Collection entries:

-=-=-

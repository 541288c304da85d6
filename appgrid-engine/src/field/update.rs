//! UpdateField command

use super::migrate::{apply_step, migrate_records, remember_failures};
use super::schema::{check_definition, find_field};
use crate::context::EngineContext;
use crate::error::{EngineError, Result};
use crate::operation::{logged, operation, Execute, ExecutionResult};
use crate::types::{DirectoryId, MigrationStep};
use appgrid_fields::{FieldDef, FieldKind, LookupConfig, RelationConfig, SelectOption, Validators};
use async_trait::async_trait;
use serde::{Deserialize, Serialize};
use serde_json::Value;
use std::collections::BTreeSet;
use tracing::info;

/// Partial update of a field definition. `None` leaves a property unchanged.
#[derive(Debug, Clone, Default, Deserialize, Serialize)]
#[serde(rename_all = "camelCase")]
pub struct FieldPatch {
    pub key: Option<String>,
    pub label: Option<String>,
    pub description: Option<String>,
    #[serde(rename = "type")]
    pub type_: Option<String>,
    pub options: Option<Vec<SelectOption>>,
    pub schema: Option<Value>,
    pub relation: Option<RelationConfig>,
    pub lookup: Option<LookupConfig>,
    pub validators: Option<Validators>,
    pub required: Option<bool>,
    pub read_roles: Option<BTreeSet<String>>,
    pub write_roles: Option<BTreeSet<String>>,
    pub order: Option<i32>,
    pub default: Option<Value>,
    pub searchable: Option<bool>,
}

impl FieldPatch {
    fn apply(&self, def: &mut FieldDef) {
        if let Some(key) = &self.key {
            def.key = key.clone();
        }
        if let Some(label) = &self.label {
            def.label = Some(label.clone());
        }
        if let Some(description) = &self.description {
            def.description = Some(description.clone());
        }
        if let Some(type_) = &self.type_ {
            def.type_ = type_.clone();
            def.kind = FieldKind::for_type(type_);
        }
        if let Some(options) = &self.options {
            def.options = options.clone();
        }
        if let Some(schema) = &self.schema {
            def.schema = Some(schema.clone());
        }
        if let Some(relation) = &self.relation {
            def.relation = Some(relation.clone());
        }
        if let Some(lookup) = &self.lookup {
            def.lookup = Some(lookup.clone());
        }
        if let Some(validators) = &self.validators {
            def.validators = validators.clone();
        }
        if let Some(required) = self.required {
            def.required = required;
        }
        if let Some(roles) = &self.read_roles {
            def.read_roles = roles.clone();
        }
        if let Some(roles) = &self.write_roles {
            def.write_roles = roles.clone();
        }
        if let Some(order) = self.order {
            def.order = order;
        }
        if let Some(default) = &self.default {
            def.default = Some(default.clone());
        }
        if let Some(searchable) = self.searchable {
            def.searchable = searchable;
        }
    }
}

/// Update a field definition, migrating record values on rename or type change
///
/// A key rename moves each record's value to the new key. A type change
/// coerces each stored value, replacing what cannot be converted with the
/// new type's zero value. Both are best-effort batches; the result carries a
/// migration report listing any record that could not be rewritten.
#[derive(Debug, Deserialize, Serialize)]
#[serde(rename_all = "camelCase")]
pub struct UpdateField {
    pub directory_id: DirectoryId,
    /// Field ULID or key
    pub field_id: String,
    pub patch: FieldPatch,
}

operation!(
    UpdateField,
    verb = "update",
    noun = "field",
    description = "Update a field definition"
);

impl UpdateField {
    pub fn new(directory_id: impl Into<DirectoryId>, field_id: impl Into<String>) -> Self {
        Self {
            directory_id: directory_id.into(),
            field_id: field_id.into(),
            patch: FieldPatch::default(),
        }
    }

    pub fn with_patch(mut self, patch: FieldPatch) -> Self {
        self.patch = patch;
        self
    }

    /// Rename the field's key
    pub fn with_key(mut self, key: impl Into<String>) -> Self {
        self.patch.key = Some(key.into());
        self
    }

    /// Change the field's type
    pub fn with_type(mut self, type_: impl Into<String>) -> Self {
        self.patch.type_ = Some(type_.into());
        self
    }

    pub fn with_label(mut self, label: impl Into<String>) -> Self {
        self.patch.label = Some(label.into());
        self
    }

    pub fn with_options(mut self, options: Vec<SelectOption>) -> Self {
        self.patch.options = Some(options);
        self
    }

    pub fn with_required(mut self, required: bool) -> Self {
        self.patch.required = Some(required);
        self
    }
}

#[async_trait]
impl Execute<EngineContext, EngineError> for UpdateField {
    async fn execute(&self, ctx: &EngineContext) -> ExecutionResult<Value, EngineError> {
        let start = std::time::Instant::now();

        let result: Result<Value> = async {
            let mut fields = ctx.fields(&self.directory_id).await?;
            let current = find_field(&fields, &self.field_id)?.clone();

            let mut def = current.clone();
            self.patch.apply(&mut def);

            let renamed = def.key != current.key;
            let retyped = def.type_ != current.type_;
            if renamed && fields.get_field_by_key(&def.key).is_some() {
                return Err(EngineError::DuplicateKey { key: def.key });
            }

            check_definition(ctx, &fields, &def).await?;
            fields.write_field(&def).await?;

            // Lookups reading through a renamed relation follow it
            if renamed && current.relation.is_some() {
                let dependents: Vec<FieldDef> = fields
                    .all_fields()
                    .into_iter()
                    .filter(|f| {
                        f.lookup
                            .as_ref()
                            .and_then(|l| l.parts())
                            .is_some_and(|(rel, _)| rel == current.key)
                    })
                    .cloned()
                    .collect();
                for mut lookup in dependents {
                    let target_key = lookup
                        .lookup
                        .as_ref()
                        .and_then(|l| l.parts())
                        .map(|(_, key)| key.to_string());
                    if let Some(target_key) = target_key {
                        lookup.lookup = Some(LookupConfig {
                            source: format!("{}.{}", def.key, target_key),
                        });
                        fields.write_field(&lookup).await?;
                    }
                }
            }

            let stores_values = current.kind != FieldKind::Lookup && def.kind != FieldKind::Lookup;
            let (migration, pending) = if (renamed || retyped) && stores_values {
                let step = MigrationStep::MoveValue {
                    field_id: def.id.to_string(),
                    from: current.key.clone(),
                    retype: retyped,
                };
                let registry = ctx.registry();
                let report = migrate_records(ctx, &self.directory_id, |record| {
                    apply_step(&step, record, Some(&def), registry)
                })
                .await?;
                report.warn_if_partial("update field", self.directory_id.as_str());
                let pending = remember_failures(ctx, &self.directory_id, step, &report).await?;
                (Some(report), pending)
            } else {
                (None, None)
            };

            info!(
                directory = %self.directory_id,
                key = %def.key,
                renamed,
                retyped,
                "field updated"
            );
            Ok(serde_json::json!({
                "field": def,
                "migration": migration,
                "pendingMigration": pending,
            }))
        }
        .await;

        logged(self, start, result)
    }
}

#[cfg(test)]
mod tests {
    use super::*;
    use crate::directory::CreateDirectory;
    use crate::field::CreateField;
    use crate::record::{CreateRecord, GetRecord};
    use serde_json::json;
    use tempfile::TempDir;

    async fn setup() -> (TempDir, EngineContext, String) {
        let temp = TempDir::new().unwrap();
        let ctx = EngineContext::new(temp.path());
        let dir = CreateDirectory::new("app", "m", "Items")
            .execute(&ctx)
            .await
            .into_result()
            .unwrap()["id"]
            .as_str()
            .unwrap()
            .to_string();
        (temp, ctx, dir)
    }

    async fn field(ctx: &EngineContext, dir: &str, def: FieldDef) {
        CreateField::new(dir, def)
            .execute(ctx)
            .await
            .into_result()
            .unwrap();
    }

    async fn record(ctx: &EngineContext, dir: &str, props: Value) -> String {
        CreateRecord::new(dir, props.as_object().unwrap().clone())
            .execute(ctx)
            .await
            .into_result()
            .unwrap()["id"]
            .as_str()
            .unwrap()
            .to_string()
    }

    async fn props(ctx: &EngineContext, dir: &str, id: &str) -> Value {
        GetRecord::new(dir, id)
            .execute(ctx)
            .await
            .into_result()
            .unwrap()["props"]
            .clone()
    }

    #[tokio::test]
    async fn test_rename_moves_values() {
        let (_temp, ctx, dir) = setup().await;
        field(&ctx, &dir, FieldDef::new("oldKey", "text")).await;
        let id = record(&ctx, &dir, json!({"oldKey": "x"})).await;
        let untouched = record(&ctx, &dir, json!({})).await;

        let result = UpdateField::new(dir.as_str(), "oldKey")
            .with_key("newKey")
            .execute(&ctx)
            .await
            .into_result()
            .unwrap();

        assert_eq!(result["field"]["key"], "newKey");
        assert_eq!(result["migration"]["succeeded"], 1);
        assert_eq!(result["migration"]["skipped"], 1);
        assert_eq!(props(&ctx, &dir, &id).await, json!({"newKey": "x"}));
        assert_eq!(props(&ctx, &dir, &untouched).await, json!({}));

        // Rerunning the migration finds nothing left to move
        let again = UpdateField::new(dir.as_str(), "newKey")
            .with_type("textarea")
            .execute(&ctx)
            .await
            .into_result()
            .unwrap();
        assert_eq!(again["migration"]["failed"], 0);
    }

    #[tokio::test]
    async fn test_type_change_coerces_values() {
        let (_temp, ctx, dir) = setup().await;
        field(&ctx, &dir, FieldDef::new("qty", "text")).await;
        let good = record(&ctx, &dir, json!({"qty": "42"})).await;
        let bad = record(&ctx, &dir, json!({"qty": "many"})).await;

        let result = UpdateField::new(dir.as_str(), "qty")
            .with_type("number")
            .execute(&ctx)
            .await
            .into_result()
            .unwrap();

        assert_eq!(result["field"]["type"], "number");
        assert_eq!(result["migration"]["succeeded"], 2);
        assert_eq!(props(&ctx, &dir, &good).await["qty"], 42);
        assert_eq!(props(&ctx, &dir, &bad).await["qty"], 0);
    }

    #[tokio::test]
    async fn test_select_to_multiselect() {
        let (_temp, ctx, dir) = setup().await;
        let options = vec![SelectOption::new("a"), SelectOption::new("b")];
        field(&ctx, &dir, FieldDef::new("pick", "select").with_options(options)).await;
        let id = record(&ctx, &dir, json!({"pick": "a"})).await;

        UpdateField::new(dir.as_str(), "pick")
            .with_type("multiselect")
            .execute(&ctx)
            .await
            .into_result()
            .unwrap();

        assert_eq!(props(&ctx, &dir, &id).await["pick"], json!(["a"]));
    }

    #[tokio::test]
    async fn test_rename_to_existing_key_rejected() {
        let (_temp, ctx, dir) = setup().await;
        field(&ctx, &dir, FieldDef::new("a", "text")).await;
        field(&ctx, &dir, FieldDef::new("b", "text")).await;

        let result = UpdateField::new(dir.as_str(), "a")
            .with_key("b")
            .execute(&ctx)
            .await
            .into_result();
        assert!(matches!(result, Err(EngineError::DuplicateKey { .. })));
    }

    #[tokio::test]
    async fn test_label_change_has_no_migration() {
        let (_temp, ctx, dir) = setup().await;
        field(&ctx, &dir, FieldDef::new("name", "text")).await;

        let result = UpdateField::new(dir.as_str(), "name")
            .with_label("Full name")
            .execute(&ctx)
            .await
            .into_result()
            .unwrap();
        assert_eq!(result["field"]["label"], "Full name");
        assert!(result["migration"].is_null());
    }
}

-=-=-

WHAT IS REQUIRED: How many lines in the records above contain the word "CreateRecord"? Give only the number.

TASK OUTPUT: 2